Pendant des années, la facturation électronique obligatoire entre entreprises a été une promesse réglementaire sans cesse repoussée. Cette période d'incertitude a pris fin le 31 mars 2026, lorsque le décret royal 238/2026 (BOE-A-2026-7295) a développé techniquement le mandat de la loi 18/2022 sur la création et la croissance des entreprises — la loi dite Crea y Crece — et a fixé un calendrier clair, sans marge d'interprétation. Si votre entreprise émet ou reçoit des factures d'autres entreprises ou professionnels espagnols, vous avez une obligation légale qui commence en octobre 2027 et qui exige de commencer à vous préparer dès aujourd'hui.

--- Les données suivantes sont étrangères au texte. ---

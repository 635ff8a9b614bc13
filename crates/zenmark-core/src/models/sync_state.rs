//! Per-document sync state model

use serde::{Deserialize, Serialize};
use std::fmt;
use std::str::FromStr;

use super::document::DocumentId;
use crate::error::Error;

/// Reconciliation status of one document.
#[derive(Debug, Clone, Copy, PartialEq, Eq, Hash, Serialize, Deserialize)]
#[serde(rename_all = "lowercase")]
pub enum SyncStatus {
    /// Local and remote copies agree as of the last pass
    Synced,
    /// Local mutations not yet pushed
    Pending,
    /// Both replicas diverged; needs an explicit resolution
    Conflict,
}

impl SyncStatus {
    #[must_use]
    pub const fn as_str(self) -> &'static str {
        match self {
            Self::Synced => "synced",
            Self::Pending => "pending",
            Self::Conflict => "conflict",
        }
    }
}

impl fmt::Display for SyncStatus {
    fn fmt(&self, f: &mut fmt::Formatter<'_>) -> fmt::Result {
        f.write_str(self.as_str())
    }
}

impl FromStr for SyncStatus {
    type Err = Error;

    fn from_str(s: &str) -> Result<Self, Self::Err> {
        match s {
            "synced" => Ok(Self::Synced),
            "pending" => Ok(Self::Pending),
            "conflict" => Ok(Self::Conflict),
            other => Err(Error::Database(format!("unknown sync status '{other}'"))),
        }
    }
}

/// Sync metadata row, one per local document.
#[derive(Debug, Clone, PartialEq, Eq, Serialize, Deserialize)]
pub struct SyncState {
    pub document_id: DocumentId,
    pub status: SyncStatus,
    /// Last successful push or pull (Unix ms), 0 when never synced.
    pub last_synced_at: i64,
}

impl SyncState {
    /// Initial state of a freshly created local document.
    #[must_use]
    pub const fn pending(document_id: DocumentId) -> Self {
        Self {
            document_id,
            status: SyncStatus::Pending,
            last_synced_at: 0,
        }
    }

    #[must_use]
    pub const fn synced(document_id: DocumentId, at: i64) -> Self {
        Self {
            document_id,
            status: SyncStatus::Synced,
            last_synced_at: at,
        }
    }
}
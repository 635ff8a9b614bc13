//! Runtime configuration for a ZenMark session.
//!
//! Values come from the caller (CLI profile, environment). Everything here is
//! plain `serde` data; nothing is read from disk by the core itself.

use std::path::PathBuf;
use std::time::Duration;

use serde::{Deserialize, Serialize};

use crate::error::{Error, Result};
use crate::util::{is_http_url, normalize_text_option};

pub const DEFAULT_SYNC_INTERVAL_SECS: u64 = 30;
pub const DEFAULT_REQUEST_TIMEOUT_SECS: u64 = 10;

pub const ENV_SYNC_INTERVAL_SECS: &str = "ZENMARK_SYNC_INTERVAL_SECS";
pub const ENV_REQUEST_TIMEOUT_SECS: &str = "ZENMARK_REQUEST_TIMEOUT_SECS";

/// Connection settings for the remote replica store.
#[derive(Debug, Clone, PartialEq, Eq, Serialize, Deserialize)]
pub struct RemoteConfig {
    pub url: String,
    pub api_key: String,
    #[serde(default)]
    pub access_token: Option<String>,
    #[serde(default = "default_request_timeout_secs")]
    pub request_timeout_secs: u64,
}

impl RemoteConfig {
    /// Build a remote config from optional parts.
    ///
    /// Returns `Ok(None)` when neither URL nor key is set (local-only mode)
    /// and an error when only one of them is.
    pub fn resolve(
        url: Option<String>,
        api_key: Option<String>,
        access_token: Option<String>,
    ) -> Result<Option<Self>> {
        let url = normalize_text_option(url);
        let api_key = normalize_text_option(api_key);

        match (url, api_key) {
            (None, None) => Ok(None),
            (Some(url), Some(api_key)) => {
                if !is_http_url(&url) {
                    return Err(Error::InvalidInput(format!(
                        "remote URL must include http:// or https://: {url}"
                    )));
                }
                Ok(Some(Self {
                    url,
                    api_key,
                    access_token: normalize_text_option(access_token),
                    request_timeout_secs: DEFAULT_REQUEST_TIMEOUT_SECS,
                }))
            }
            (Some(_), None) => Err(Error::InvalidInput(
                "remote URL is set but the API key is missing".to_string(),
            )),
            (None, Some(_)) => Err(Error::InvalidInput(
                "API key is set but the remote URL is missing".to_string(),
            )),
        }
    }
}

/// Timing knobs of the reconciliation engine.
#[derive(Debug, Clone, Copy, PartialEq, Eq, Serialize, Deserialize)]
pub struct ReconcileConfig {
    /// Seconds between scheduled passes
    pub interval_secs: u64,
    /// Upper bound for a single remote call
    pub request_timeout_secs: u64,
}

impl Default for ReconcileConfig {
    fn default() -> Self {
        Self {
            interval_secs: DEFAULT_SYNC_INTERVAL_SECS,
            request_timeout_secs: DEFAULT_REQUEST_TIMEOUT_SECS,
        }
    }
}

impl ReconcileConfig {
    /// Defaults overridden by `ZENMARK_SYNC_INTERVAL_SECS` and
    /// `ZENMARK_REQUEST_TIMEOUT_SECS`.
    pub fn from_env() -> Result<Self> {
        let defaults = Self::default();
        Ok(Self {
            interval_secs: env_secs(ENV_SYNC_INTERVAL_SECS)?.unwrap_or(defaults.interval_secs),
            request_timeout_secs: env_secs(ENV_REQUEST_TIMEOUT_SECS)?
                .unwrap_or(defaults.request_timeout_secs),
        })
    }

    pub const fn interval(&self) -> Duration {
        Duration::from_secs(self.interval_secs)
    }

    pub const fn request_timeout(&self) -> Duration {
        Duration::from_secs(self.request_timeout_secs)
    }
}

/// Everything needed to open a [`crate::services::Session`].
#[derive(Debug, Clone, PartialEq, Eq, Serialize, Deserialize)]
pub struct SessionConfig {
    /// Local database file; `None` opens an in-memory replica.
    pub db_path: Option<PathBuf>,
    pub user_id: String,
    /// Recorded on every version snapshot written by this device.
    pub device_id: String,
    #[serde(default)]
    pub remote: Option<RemoteConfig>,
    #[serde(default)]
    pub reconcile: ReconcileConfig,
}

impl SessionConfig {
    pub fn new(user_id: impl Into<String>, device_id: impl Into<String>) -> Self {
        Self {
            db_path: None,
            user_id: user_id.into(),
            device_id: device_id.into(),
            remote: None,
            reconcile: ReconcileConfig::default(),
        }
    }

    #[must_use]
    pub fn with_db_path(mut self, path: impl Into<PathBuf>) -> Self {
        self.db_path = Some(path.into());
        self
    }

    #[must_use]
    pub fn with_remote(mut self, remote: Option<RemoteConfig>) -> Self {
        self.remote = remote;
        self
    }

    #[must_use]
    pub const fn with_reconcile(mut self, reconcile: ReconcileConfig) -> Self {
        self.reconcile = reconcile;
        self
    }

    /// Reject blank identities and zero durations before anything is written.
    pub fn validate(&self) -> Result<()> {
        if self.user_id.trim().is_empty() {
            return Err(Error::InvalidInput("user id must not be empty".to_string()));
        }
        if self.device_id.trim().is_empty() {
            return Err(Error::InvalidInput(
                "device id must not be empty".to_string(),
            ));
        }
        if self.reconcile.interval_secs == 0 {
            return Err(Error::InvalidInput(
                "sync interval must be at least one second".to_string(),
            ));
        }
        if self.reconcile.request_timeout_secs == 0 {
            return Err(Error::InvalidInput(
                "request timeout must be at least one second".to_string(),
            ));
        }
        Ok(())
    }
}

const fn default_request_timeout_secs() -> u64 {
    DEFAULT_REQUEST_TIMEOUT_SECS
}

fn env_secs(key: &str) -> Result<Option<u64>> {
    let Some(raw) = normalize_text_option(std::env::var(key).ok()) else {
        return Ok(None);
    };
    raw.parse::<u64>()
        .map(Some)
        .map_err(|_| Error::InvalidInput(format!("{key} must be a whole number of seconds, got '{raw}'")))
}
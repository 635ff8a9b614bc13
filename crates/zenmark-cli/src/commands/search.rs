use crate::commands::common::{
    format_document_lines, normalize_search_query, open_session, summary_to_list_item,
    CliContext, DocumentListItem,
};
use crate::error::CliError;

pub async fn run_search(
    query: &str,
    limit: usize,
    as_json: bool,
    context: &CliContext,
) -> Result<(), CliError> {
    let query = normalize_search_query(query)?;
    let session = open_session(context).await?;
    let mut summaries = session
        .documents()
        .search(session.user_id(), &query)
        .await?;
    summaries.truncate(limit);

    if as_json {
        let json_items = summaries
            .iter()
            .map(summary_to_list_item)
            .collect::<Vec<DocumentListItem>>();
        println!("{}", serde_json::to_string_pretty(&json_items)?);
    } else {
        for line in format_document_lines(&summaries) {
            println!("{line}");
        }
    }

    Ok(())
}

Qu'est-ce que la facture électronique B2B et en quoi diffère-t-elle d'une facture PDF ?
La confusion la plus fréquente consiste à assimiler «facture électronique» à «envoyer un PDF par e-mail». Ce sont deux choses différentes. Une facture électronique conforme à la loi Crea y Crece est un document structuré lisible par machine — plus précisément selon le modèle sémantique européen EN 16931 sous syntaxe UBL (Universal Business Language) ou CII (Cross Industry Invoice) — échangé via une plateforme accréditée et enregistré dans un système garantissant son intégrité, son authenticité et sa traçabilité.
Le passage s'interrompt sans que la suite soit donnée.